Я, честно сказать, даже не знаю как ответить вам на этот вопрос... Я живу чисто по инерции, поскольку нет желаний, мечт. Родственники и близкие люди - это автоматически.

----------


## Rini

1. Страх "А что после?". 
2. Страх выжить инвалидом. 
3. В какой-то степени боязнь боли.
4. Разум, расценивающий мои желания как нечто иррациональное.

----------


## oneway

Желание смерти - то же самое желание покоя. Но принесет ли смерть тела окончательный покой? Маловероятно, кмк. Беспокойство - это лишь чувство, что что-то в жизни неправильно и требует исправления.
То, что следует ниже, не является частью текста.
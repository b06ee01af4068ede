use criterion::{criterion_group, criterion_main, Criterion};
use serial_framegrab::{
    CancellationToken, DeviceHandle, Dimensions, MockOpener, MockSerialPort, NoProgress,
    StreamDecoder,
};
use std::hint::black_box;
use std::time::Duration;

pub fn bench_decode_frame(c: &mut Criterion) {
    let dims = Dimensions::new(64, 64, 3);
    let frame: Vec<u8> = (0..dims.total_bytes().unwrap_or(0))
        .map(|i| (i % 256) as u8)
        .collect();
    let handle = DeviceHandle::from("MOCK0");

    c.bench_function("decode_64x64_rgb", |b| {
        b.iter(|| {
            let mut port = MockSerialPort::new("MOCK0");
            port.enqueue_read(&frame);
            let opener = MockOpener::new().with_port(port);
            let token = CancellationToken::new();
            let result = StreamDecoder::new(&opener)
                .decode(&handle, 115_200, dims, &token, &mut NoProgress)
                .unwrap();
            black_box(result);
        })
    });
}

pub fn bench_dump_serialize(c: &mut Criterion) {
    let rows = vec![vec![vec![128u8; 3]; 256]; 256];
    let grid = serial_framegrab::PixelGrid::from_nested(&rows).unwrap();

    c.bench_function("serialize_256x256_dump", |b| {
        b.iter(|| {
            let text = serde_json::to_string(&grid).unwrap();
            black_box(text);
        })
    });
}

criterion_group! {
    name = benches;
    config = Criterion::default()
        .warm_up_time(Duration::from_millis(300))
        .measurement_time(Duration::from_secs(2));
    targets = bench_decode_frame, bench_dump_serialize
}
criterion_main!(benches);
Возможно, поняв истоки этого чувства, можно сделать его не таким частым гостем.

----------


## White_Gargouil

Маловероятно, что смерть тела принесет окончательный покой? Ну, в таком случае маловероятно, что смерть тела покоя и не принесет. Живые не могут знать, что там будет после и что там было до. 
Но вообще, ох как это печально, когда убиваешься ради покоя, а на том свете получаешь адские пытки, несравнимую вечность сожаления или очередное перерождение в очередное тело. Либо Бог жесток, либо мы неспособны пока еще понять его намерений, либо Его просто нет. Либо Он - есть пустота, что вбирает в себя все эти мнения разом. В любом случае, Он прекрасен. До отвращения великолепен в своей непостижимой изобретательности. 
Истоки чувств дремлют в Эго.

----------


## bruh

наверное страх лишь выжить

----------


## Ханна Марин

инстинкт самосохранения
мое тело спасает меня и пытается выжить)

----------


## Running from God

Я просто ищу смерть красивее и быстрее
Да, это глупые фантазии.
Но не хочу уходить, понимая что меня найдут изуродованным.
А еще хочу полностью продумать день, место и полностью подготовиться морально
Что бы уйти не на этоциях, а с чистыми мыслями

----------


## Unity

А зачем Ваш мозг занят очень часто подобным "планированием" - экой "идеальной смерти"? Ему это в кайф. Сама Мысль "о том", что _проблемы кончатся_. Всё противное - само собой отпадёт и станет необязательным. Что иные "пожалеют" о своей великой Утрате. 
Но это идеи. Игра своими фантазиями. Визуализация (кою мозг наш просто неспособен отличить от яви) чего-то такого, что нас радует и греет, воодушевляет. И мозг, видя это "видео", собой же смонтированное, выдаёт в качестве "награды" дозу эндорфинов - себе самому за свои старания. 
Так это работает. 
Мысли "О смерти" нужны людям для того, чтобы _черпать удовольствие_. Это их предназначение - экая "анестезия", побег от реальности, в которой "всё плохо" и бороться с Вызовами коей нам уже попросту Не Хочется. 
Это важно понять. Интеллектуальная мастурбация на образ своих похорон - это лишь попытка мозга... искать удовольствие, что-нибудь хорошее - дабы "випить" тот сладчайший жизненный Экстракт - коктейль из серотонина ну и дофамина. 
Это и весь "Смысл". 
Ввести мозг в режим "удовольствия" из режима "стресса" и удерживать его в этом состоянии максимально-долго. 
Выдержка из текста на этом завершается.